_YOUR INSTRUCTIONS_: Print nothing except the lines of the listing below from the line with "impl Iterator for" to the line with "Every pattern matching", each exactly as written, both ends included.

_DATASET EXCERPTS_:
+-------+
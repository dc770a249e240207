//! # dotmatrix tool
//!
//! Command line front end for the [`dotmatrix`] crate.
#![warn(missing_docs)]

pub mod cli;
//! Shared setup of the command line tools
use env_logger::Env;
use log::LevelFilter;

pub mod opt;
pub mod scene;

/// Set up CLI
pub fn init<T: clap::Parser>() -> color_eyre::Result<T> {
    color_eyre::install()?;
    env_logger::Builder::new()
        .filter_level(LevelFilter::Info)
        .format_timestamp(None)
        .parse_env(Env::new().filter("DOTMATRIX_LOG"))
        .init();
    let args = T::parse();
    Ok(args)
}
use color_eyre::eyre;
use log::debug;

use dotmatrix_tool::cli::{self, opt::Options, scene::Scene};

fn main() -> eyre::Result<()> {
    let opt: Options = cli::init()?;
    debug!("{:?}", opt);

    let scene = Scene::load(&opt)?;
    let text = scene.render(&opt)?;
    println!("{}", text);
    Ok(())
}
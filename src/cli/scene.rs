//! Scene files
//!
//! A scene is a [RON](https://github.com/ron-rs/ron) file that describes the
//! size of the matrix and a list of shapes to draw on it:
//!
//! ```ron
//! (
//!     width: 40,
//!     height: 20,
//!     display: Some(Braille),
//!     shapes: [
//!         Rectangle((0, 0), (39, 19)),
//!         Circle(center: (20, 10), r: 8),
//!         Erase(Line((0, 0), (39, 19))),
//!     ],
//! )
//! ```
use std::{fs, io::Read};

use color_eyre::eyre::{self, WrapErr};
use dotmatrix::{
    algorithms::round, Block, Braille, Brush, Display, DisplayKind, Matrix, MatrixResult,
    PlotOptions, Point, Unit,
};
use log::{debug, info};
use serde::Deserialize;

use super::opt::Options;

fn one() -> f64 {
    1.0
}

/// The strings used by the unit display
#[derive(Debug, Clone, PartialEq, Eq, Deserialize)]
pub struct UnitChars {
    /// Text for a pixel that is off
    pub off: String,
    /// Text for a pixel that is on
    pub on: String,
}

/// A set of shapes on a matrix of fixed size
#[derive(Debug, Clone, Deserialize)]
pub struct Scene {
    /// Width in pixels
    pub width: u32,
    /// Height in pixels
    pub height: u32,
    /// The display to use, unless overridden on the command line
    #[serde(default)]
    pub display: Option<DisplayKind>,
    /// The value shapes are drawn with (default: `true`)
    #[serde(default)]
    pub default_brush: Option<bool>,
    /// Strings for the unit display
    #[serde(default)]
    pub unit: Option<UnitChars>,
    /// The shapes, drawn in order
    #[serde(default)]
    pub shapes: Vec<Shape>,
}

/// The functions available to [`Shape::Function`]
#[derive(Debug, Copy, Clone, PartialEq, Eq, Deserialize)]
pub enum Function {
    /// `sin(x)`
    Sin,
    /// `cos(x)`
    Cos,
    /// `x²`
    Square,
    /// `x`
    Identity,
}

impl Function {
    /// Evaluate the function at `x`
    pub fn apply(self, x: f64) -> f64 {
        match self {
            Self::Sin => x.sin(),
            Self::Cos => x.cos(),
            Self::Square => x * x,
            Self::Identity => x,
        }
    }
}

/// A single drawing command
#[derive(Debug, Clone, Deserialize)]
pub enum Shape {
    /// Individual pixels
    Points(Vec<Point>),
    /// A line between two points
    Line(Point, Point),
    /// A circle
    Circle {
        /// The center
        center: Point,
        /// The radius
        r: u32,
    },
    /// An axis-aligned ellipse
    Ellipse {
        /// The center
        center: Point,
        /// Horizontal radius
        r1: u32,
        /// Vertical radius
        r2: u32,
    },
    /// A rectangle between two opposite corners
    Rectangle(Point, Point),
    /// A triangle
    Triangle(Point, Point, Point),
    /// An open path
    Chain(Vec<Point>),
    /// A closed path
    Polygon(Vec<Point>),
    /// A path through `(xs[i], ys[i])`
    Plot {
        /// The x coordinates
        xs: Vec<i32>,
        /// The y coordinates
        ys: Vec<i32>,
    },
    /// A sampled function, with y pointing up
    ///
    /// For every pixel column `px` in `columns`, the function is evaluated at
    /// `px / x_scale` and the result multiplied with `y_scale`.
    Function {
        /// The function to plot
        function: Function,
        /// First and last pixel column (inclusive)
        columns: (i32, i32),
        /// Pixels per unit on the x axis
        #[serde(default = "one")]
        x_scale: f64,
        /// Pixels per unit on the y axis
        #[serde(default = "one")]
        y_scale: f64,
        /// Pixel position of `(0, 0)`
        #[serde(default)]
        origin: Point,
        /// Swap the axes
        #[serde(default)]
        transpose: bool,
    },
    /// A Bezier curve
    Curve {
        /// The control points (at least 2)
        points: Vec<Point>,
        /// Number of samples, derived from the control points if missing
        #[serde(default)]
        steps: Option<u32>,
    },
    /// Draw a shape with the opposite brush
    Erase(Box<Shape>),
}

impl Shape {
    /// Draw this shape onto `matrix`
    pub fn draw<D>(&self, matrix: &mut Matrix<D>, brush: Brush<bool>) -> MatrixResult<()>
    where
        D: Display<Value = bool>,
    {
        match self {
            Self::Points(points) => matrix.scatter(points.iter().copied(), brush),
            Self::Line(p0, p1) => matrix.line(*p0, *p1, brush),
            Self::Circle { center, r } => matrix.circle(*center, *r, brush),
            Self::Ellipse { center, r1, r2 } => matrix.ellipse(*center, *r1, *r2, brush),
            Self::Rectangle(c0, c1) => matrix.rectangle(*c0, *c1, brush),
            Self::Triangle(a, b, c) => matrix.triangle(*a, *b, *c, brush),
            Self::Chain(points) => matrix.chain(points.iter().copied(), brush),
            Self::Polygon(points) => matrix.polygon(points, brush),
            Self::Plot { xs, ys } => {
                matrix.plot(xs.iter().copied(), ys.iter().copied(), brush)
            }
            Self::Function {
                function,
                columns: (start, end),
                x_scale,
                y_scale,
                origin,
                transpose,
            } => {
                let options = PlotOptions {
                    origin: *origin,
                    transpose: *transpose,
                };
                matrix.plotf_with(
                    |px: i32| y_scale * function.apply(f64::from(px) / x_scale),
                    *start..=*end,
                    |px| px,
                    |y| round(-y),
                    options,
                    brush,
                );
            }
            Self::Curve { points, steps } => matrix.curve(points, *steps, brush)?,
            Self::Erase(shape) => {
                let current = brush.resolve(matrix.default_brush());
                shape.draw(matrix, Brush::Explicit(!current))?;
            }
        }
        Ok(())
    }
}

impl Scene {
    /// Parse a scene from RON
    pub fn parse(text: &str) -> eyre::Result<Self> {
        let scene = ron::from_str(text).wrap_err("Failed to parse scene")?;
        Ok(scene)
    }

    /// Read the scene named in the options
    pub fn load(opt: &Options) -> eyre::Result<Self> {
        let text = if opt.is_stdin() {
            let mut text = String::new();
            std::io::stdin()
                .read_to_string(&mut text)
                .wrap_err("Failed to read scene from STDIN")?;
            text
        } else {
            fs::read_to_string(&opt.file).wrap_err_with(|| {
                format!("Failed to read scene file `{}`", opt.file.display())
            })?
        };
        Self::parse(&text)
    }

    /// Draw all shapes onto `matrix` with its default brush
    pub fn draw<D>(&self, matrix: &mut Matrix<D>) -> MatrixResult<()>
    where
        D: Display<Value = bool>,
    {
        for shape in &self.shapes {
            debug!("{:?}", shape);
            shape.draw(matrix, Brush::UseDefault)?;
        }
        Ok(())
    }

    /// Draw the scene with the display and brush selected by `opt`
    pub fn render(&self, opt: &Options) -> eyre::Result<String> {
        let kind = opt.display.or(self.display).unwrap_or_default();
        let brush = self.default_brush.unwrap_or(true) ^ opt.invert;
        let (columns, rows) = self.cells(kind);
        info!(
            "Drawing {} shapes on a {}x{} {} display ({} columns, {} rows)",
            self.shapes.len(),
            self.width,
            self.height,
            kind,
            columns,
            rows
        );
        let (width, height) = (self.width, self.height);
        let text = match kind {
            DisplayKind::Braille => {
                let matrix: Matrix<Braille> = Matrix::with_brush(width, height, brush);
                self.render_on(matrix, opt.invert)
            }
            DisplayKind::Block => {
                let matrix: Matrix<Block> = Matrix::with_brush(width, height, brush);
                self.render_on(matrix, opt.invert)
            }
            DisplayKind::Unit => {
                let (off, on) = self.unit_chars(opt);
                let unit = Unit::with_chars(width, height, Brush::Explicit(brush), off, on);
                self.render_on(Matrix::from_display(unit), opt.invert)
            }
        };
        text.wrap_err("Failed to draw scene")
    }

    /// The number of `(columns, rows)` of glyphs `kind` needs for this scene
    pub fn cells(&self, kind: DisplayKind) -> (u32, u32) {
        let (cell_width, cell_height) = kind.cell_size();
        (
            self.width.div_ceil(cell_width),
            self.height.div_ceil(cell_height),
        )
    }

    fn unit_chars(&self, opt: &Options) -> (String, String) {
        let (off, on) = match &self.unit {
            Some(chars) => (chars.off.as_str(), chars.on.as_str()),
            None => (Unit::DEFAULT_OFF, Unit::DEFAULT_ON),
        };
        let off = opt.off.as_deref().unwrap_or(off);
        let on = opt.on.as_deref().unwrap_or(on);
        (off.to_owned(), on.to_owned())
    }

    fn render_on<D>(&self, mut matrix: Matrix<D>, invert: bool) -> MatrixResult<String>
    where
        D: Display<Value = bool, Output = String>,
    {
        if invert {
            matrix.fill(!matrix.default_brush());
        }
        self.draw(&mut matrix)?;
        Ok(matrix.render())
    }
}
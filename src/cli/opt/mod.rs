//! Command line options
use std::path::{Path, PathBuf};

use clap::Parser;
use dotmatrix::DisplayKind;

#[derive(Parser, Debug)]
/// Draw the shapes of a scene file and print them as text
pub struct Options {
    /// The scene to draw (*.ron, - is STDIN)
    pub file: PathBuf,

    /// The display to render with, overrides the one from the scene.
    ///
    /// Valid choices are "braille", "block" and "unit"
    #[clap(long, short = 'D')]
    pub display: Option<DisplayKind>,

    /// Text for a pixel that is on (unit display only)
    #[clap(long)]
    pub on: Option<String>,

    /// Text for a pixel that is off (unit display only)
    #[clap(long)]
    pub off: Option<String>,

    /// Start with every pixel on and draw by turning pixels off
    #[clap(long)]
    pub invert: bool,
}

impl Options {
    /// Whether the scene is read from STDIN
    pub fn is_stdin(&self) -> bool {
        self.file == Path::new("-")
    }
}
use dotmatrix::{Brush, Matrix, Point, Unit};

const N: i32 = 6;

fn rectangle(c0: Point, c1: Point) -> Matrix<Unit> {
    let mut m = Matrix::new(N as u32, N as u32);
    m.rectangle(c0, c1, Brush::UseDefault);
    m
}

fn corners() -> impl Iterator<Item = Point> {
    (0..N).flat_map(|y| (0..N).map(move |x| (x, y)))
}

#[test]
fn outline() {
    for c0 in corners() {
        for c1 in corners() {
            let m = rectangle(c0, c1);
            let (left, right) = (c0.0.min(c1.0), c0.0.max(c1.0));
            let (top, bottom) = (c0.1.min(c1.1), c0.1.max(c1.1));
            for (y, row) in m.rows().iter().enumerate() {
                for (x, &on) in row.iter().enumerate() {
                    let (x, y) = (x as i32, y as i32);
                    let inside = (left..=right).contains(&x) && (top..=bottom).contains(&y);
                    let edge = x == left || x == right || y == top || y == bottom;
                    assert_eq!(on, inside && edge, "{c0:?} {c1:?} at ({x}, {y})");
                }
            }
        }
    }
}

#[test]
fn corner_order() {
    for c0 in corners() {
        for c1 in corners() {
            let ((x0, y0), (x1, y1)) = (c0, c1);
            let expected = rectangle(c0, c1);
            assert_eq!(rectangle(c1, c0), expected);
            assert_eq!(rectangle((x0, y1), (x1, y0)), expected);
            assert_eq!(rectangle((x1, y0), (x0, y1)), expected);
        }
    }
}

#[test]
fn degenerate() {
    assert!(rectangle((2, 3), (2, 3)).rows()[3][2]);
    let m = rectangle((1, 1), (4, 1));
    assert_eq!(m.rows()[1], [false, true, true, true, true, false]);
}

#[test]
fn clipped() {
    let mut m: Matrix<Unit> = Matrix::new(4, 4);
    m.rectangle((-1, -1), (2, 2), Brush::UseDefault);
    let rows: Vec<Vec<bool>> = vec![
        vec![false, false, true, false],
        vec![false, false, true, false],
        vec![true, true, true, false],
        vec![false, false, false, false],
    ];
    assert_eq!(m.rows(), rows);
}
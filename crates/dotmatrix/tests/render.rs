use dotmatrix::{Block, Brush, Matrix, MatrixError, Unit};

#[test]
fn blank_braille() {
    let m: Matrix = Matrix::new(2, 4);
    assert_eq!(m.render(), "\u{2800}");
    let m: Matrix = Matrix::new(4, 5);
    assert_eq!(m.render(), "\u{2800}\u{2800}\n\u{2800}\u{2800}");
    let m: Matrix = Matrix::new(0, 0);
    assert_eq!(m.render(), "");
}

#[test]
fn render_is_pure() {
    let mut m: Matrix = Matrix::new(10, 10);
    m.circle((5, 5), 4, Brush::UseDefault);
    let first = m.render();
    assert_eq!(m.render(), first);
    assert_eq!(m.to_string(), first);
}

#[test]
fn braille_rectangle() {
    let mut m: Matrix = Matrix::new(4, 4);
    m.rectangle((0, 0), (3, 3), Brush::UseDefault);
    // dots 1, 2, 3, 4, 7, 8 and 1, 4, 5, 6, 7, 8
    assert_eq!(m.render(), "\u{28CF}\u{28F9}");
}

#[test]
fn block_cells() {
    let mut m: Matrix<Block> = Matrix::new(4, 4);
    m.line((0, 0), (3, 0), Brush::UseDefault);
    m.line((0, 3), (3, 3), Brush::UseDefault);
    assert_eq!(m.render(), "▀▀▀▀\n▄▄▄▄");
    m.fill(true);
    assert_eq!(m.render(), "████\n████");
}

#[test]
fn unit_chars() {
    let display = Unit::with_chars(3, 3, Brush::UseDefault, "-", "o");
    let mut m = Matrix::with_display(3, 3, display, Brush::UseDefault).unwrap();
    m.circle((1, 1), 1, Brush::UseDefault);
    assert_eq!(m.render(), "-o-\no-o\n-o-");
}

#[test]
fn curve_errors() {
    let mut m: Matrix = Matrix::new(8, 8);
    for points in [&[][..], &[(3, 3)][..]] {
        assert_eq!(
            m.curve(points, None, Brush::UseDefault),
            Err(MatrixError::InsufficientControlPoints(points.len()))
        );
    }
    assert_eq!(m.render(), Matrix::<dotmatrix::Braille>::new(8, 8).render());
}

#[test]
fn curve_of_two_points() {
    for steps in [None, Some(0), Some(1), Some(2), Some(5)] {
        let mut curve: Matrix = Matrix::new(16, 8);
        curve
            .curve(&[(1, 1), (13, 1)], steps, Brush::UseDefault)
            .unwrap();
        let mut line: Matrix = Matrix::new(16, 8);
        line.line((1, 1), (13, 1), Brush::UseDefault);
        assert_eq!(curve.render(), line.render(), "steps: {steps:?}");
    }
}
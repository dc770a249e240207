use std::iter::FusedIterator;

use log::debug;
use smallvec::SmallVec;

use crate::{MatrixError, MatrixResult, Point};

use super::round;

/// Evaluate the Bezier curve defined by `control_points` at `t` using
/// de Casteljau's algorithm
///
/// Returns `None` only if there are no control points at all. A single control
/// point is returned as-is for every `t`.
///
/// ```
/// # use dotmatrix::algorithms::bezier_evaluate;
/// let quad = [(0, 0), (2, 4), (4, 0)];
/// assert_eq!(bezier_evaluate(0.5, &quad), Some((2.0, 2.0)));
/// assert_eq!(bezier_evaluate(0.0, &quad), Some((0.0, 0.0)));
/// assert_eq!(bezier_evaluate(0.3, &[(7, 1)]), Some((7.0, 1.0)));
/// assert_eq!(bezier_evaluate(0.3, &[]), None);
/// ```
pub fn bezier_evaluate(t: f64, control_points: &[Point]) -> Option<(f64, f64)> {
    let mut beta: SmallVec<[(f64, f64); 8]> = control_points
        .iter()
        .map(|&(x, y)| (f64::from(x), f64::from(y)))
        .collect();
    let n = beta.len();
    for j in 1..n {
        for k in 0..(n - j) {
            let (x0, y0) = beta[k];
            let (x1, y1) = beta[k + 1];
            beta[k] = (x0 * (1.0 - t) + x1 * t, y0 * (1.0 - t) + y1 * t);
        }
    }
    beta.first().copied()
}

/// The number of samples used when the caller does not pick one
///
/// This is a quarter of the perimeter of the closed control polygon, where
/// every edge is measured by its larger coordinate delta.
pub fn default_steps(control_points: &[Point]) -> u32 {
    let n = control_points.len();
    let perimeter: u64 = (0..n)
        .map(|i| {
            let (x0, y0) = control_points[i];
            let (x1, y1) = control_points[(i + n - 1) % n];
            let dx = (i64::from(x0) - i64::from(x1)).unsigned_abs();
            let dy = (i64::from(y0) - i64::from(y1)).unsigned_abs();
            dx.max(dy)
        })
        .sum();
    u32::try_from(perimeter / 4).unwrap_or(u32::MAX)
}

/// Sample the Bezier curve defined by `control_points`
///
/// A `steps` of `None` or `Some(0)` uses [`default_steps`]. The samples are
/// taken at `t = i / steps` for `i` in `0..steps` and rounded to the nearest
/// pixel, so the last control point is not part of the output and has to be
/// appended by the caller.
pub fn bezier_sample(
    control_points: &[Point],
    steps: Option<u32>,
) -> MatrixResult<BezierSamples<'_>> {
    if control_points.len() < 2 {
        return Err(MatrixError::InsufficientControlPoints(control_points.len()));
    }
    let steps = match steps {
        Some(steps) if steps > 0 => steps,
        _ => {
            let steps = default_steps(control_points);
            debug!(
                "Sampling curve with {} control points in {} steps",
                control_points.len(),
                steps
            );
            steps
        }
    };
    Ok(BezierSamples {
        control_points,
        step: 0,
        steps,
    })
}

/// Rounded sample points of a Bezier curve, see [`bezier_sample`]
#[derive(Debug, Clone, PartialEq, Eq)]
pub struct BezierSamples<'a> {
    control_points: &'a [Point],
    step: u32,
    steps: u32,
}

impl BezierSamples<'_> {
    /// The total number of samples
    pub fn steps(&self) -> u32 {
        self.steps
    }
}

impl Iterator for BezierSamples<'_> {
    type Item = Point;

    fn next(&mut self) -> Option<Self::Item> {
        if self.step >= self.steps {
            return None;
        }
        let t = f64::from(self.step) / f64::from(self.steps);
        self.step += 1;
        bezier_evaluate(t, self.control_points).map(|(x, y)| (round(x), round(y)))
    }

    fn size_hint(&self) -> (usize, Option<usize>) {
        let n = (self.steps - self.step) as usize;
        (n, Some(n))
    }
}

impl ExactSizeIterator for BezierSamples<'_> {}

impl FusedIterator for BezierSamples<'_> {}
use crate::error::{AppError, Result};
use regex::Regex;

/// Ordered, immutable list of compiled regular expressions.
#[derive(Debug, Clone, Default)]
pub struct PatternSet {
    patterns: Vec<Regex>,
}

impl PatternSet {
    /// Compile every pattern; the first invalid one aborts the whole set.
    pub fn compile<S: AsRef<str>>(patterns: &[S]) -> Result<Self> {
        let patterns = patterns
            .iter()
            .map(|p| {
                let p = p.as_ref();
                Regex::new(p).map_err(|source| AppError::InvalidPattern {
                    pattern: p.to_string(),
                    source,
                })
            })
            .collect::<Result<Vec<_>>>()?;

        Ok(Self { patterns })
    }

    /// First pattern matching `text`, in configuration order.
    pub fn find(&self, text: &str) -> Option<&Regex> {
        self.patterns.iter().find(|re| re.is_match(text))
    }

    /// Every pattern matching `text`, in configuration order.
    pub fn matches<'a>(&'a self, text: &'a str) -> impl Iterator<Item = &'a Regex> + 'a {
        self.patterns.iter().filter(move |re| re.is_match(text))
    }

    pub fn is_match(&self, text: &str) -> bool {
        self.find(text).is_some()
    }

    pub fn is_empty(&self) -> bool {
        self.patterns.is_empty()
    }

    pub fn len(&self) -> usize {
        self.patterns.len()
    }
}
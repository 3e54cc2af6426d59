use crate::error::{AppError, Result};
use crate::pipeline::processors::convert::{ConvertProcessor, CONVERT_PROCESSOR_TYPE};
use crate::pipeline::processors::delete::{DeleteProcessor, DELETE_PROCESSOR_TYPE};
use crate::pipeline::processors::EventProcessor;
use serde_json::Value as JsonValue;
use std::collections::HashMap;

/// Produces a fresh, uninitialized processor.
pub type ProcessorFactory = fn() -> Box<dyn EventProcessor>;

/// Maps processor type names to factories. Owned by the host and filled at startup.
#[derive(Default)]
pub struct ProcessorRegistry {
    factories: HashMap<String, ProcessorFactory>,
}

impl ProcessorRegistry {
    pub fn new() -> Self {
        Self::default()
    }

    /// Registry holding every processor this crate ships.
    pub fn with_defaults() -> Self {
        let mut registry = Self::new();
        registry.factories.insert(DELETE_PROCESSOR_TYPE.to_string(), || {
            Box::new(DeleteProcessor::new())
        });
        registry.factories.insert(CONVERT_PROCESSOR_TYPE.to_string(), || {
            Box::new(ConvertProcessor::new())
        });
        registry
    }

    pub fn register(&mut self, type_name: &str, factory: ProcessorFactory) -> Result<()> {
        if self.factories.contains_key(type_name) {
            return Err(AppError::DuplicateProcessor(type_name.to_string()));
        }
        self.factories.insert(type_name.to_string(), factory);
        Ok(())
    }

    pub fn contains(&self, type_name: &str) -> bool {
        self.factories.contains_key(type_name)
    }

    pub fn type_names(&self) -> Vec<&str> {
        let mut names: Vec<&str> = self.factories.keys().map(String::as_str).collect();
        names.sort_unstable();
        names
    }

    /// A fresh processor that still needs `init`.
    pub fn create(&self, type_name: &str) -> Result<Box<dyn EventProcessor>> {
        self.factories
            .get(type_name)
            .map(|factory| factory())
            .ok_or_else(|| AppError::UnknownProcessor(type_name.to_string()))
    }

    /// Create and initialize; a processor whose `init` failed is never handed out.
    pub fn build(&self, type_name: &str, options: &JsonValue) -> Result<Box<dyn EventProcessor>> {
        let mut processor = self.create(type_name)?;
        processor.init(options)?;
        tracing::info!("Initialized processor of type {}", type_name);
        Ok(processor)
    }
}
+-------+
_SOLUTION BELOW_:
impl Iterator for BezierSamples<'_> {
    type Item = Point;

    fn next(&mut self) -> Option<Self::Item> {
        if self.step >= self.steps {
            return None;
        }
        let t = f64::from(self.step) / f64::from(self.steps);
        self.step += 1;
        bezier_evaluate(t, self.control_points).map(|(x, y)| (round(x), round(y)))
    }

    fn size_hint(&self) -> (usize, Option<usize>) {
        let n = (self.steps - self.step) as usize;
        (n, Some(n))
    }
}

impl ExactSizeIterator for BezierSamples<'_> {}

impl FusedIterator for BezierSamples<'_> {}
use crate::error::{AppError, Result};
use regex::Regex;

/// Ordered, immutable list of compiled regular expressions.
#[derive(Debug, Clone, Default)]
pub struct PatternSet {
    patterns: Vec<Regex>,
}

impl PatternSet {
    /// Compile every pattern; the first invalid one aborts the whole set.
    pub fn compile<S: AsRef<str>>(patterns: &[S]) -> Result<Self> {
        let patterns = patterns
            .iter()
            .map(|p| {
                let p = p.as_ref();
                Regex::new(p).map_err(|source| AppError::InvalidPattern {
                    pattern: p.to_string(),
                    source,
                })
            })
            .collect::<Result<Vec<_>>>()?;

        Ok(Self { patterns })
    }

    /// First pattern matching `text`, in configuration order.
    pub fn find(&self, text: &str) -> Option<&Regex> {
        self.patterns.iter().find(|re| re.is_match(text))
    }

    /// Every pattern matching `text`, in configuration order.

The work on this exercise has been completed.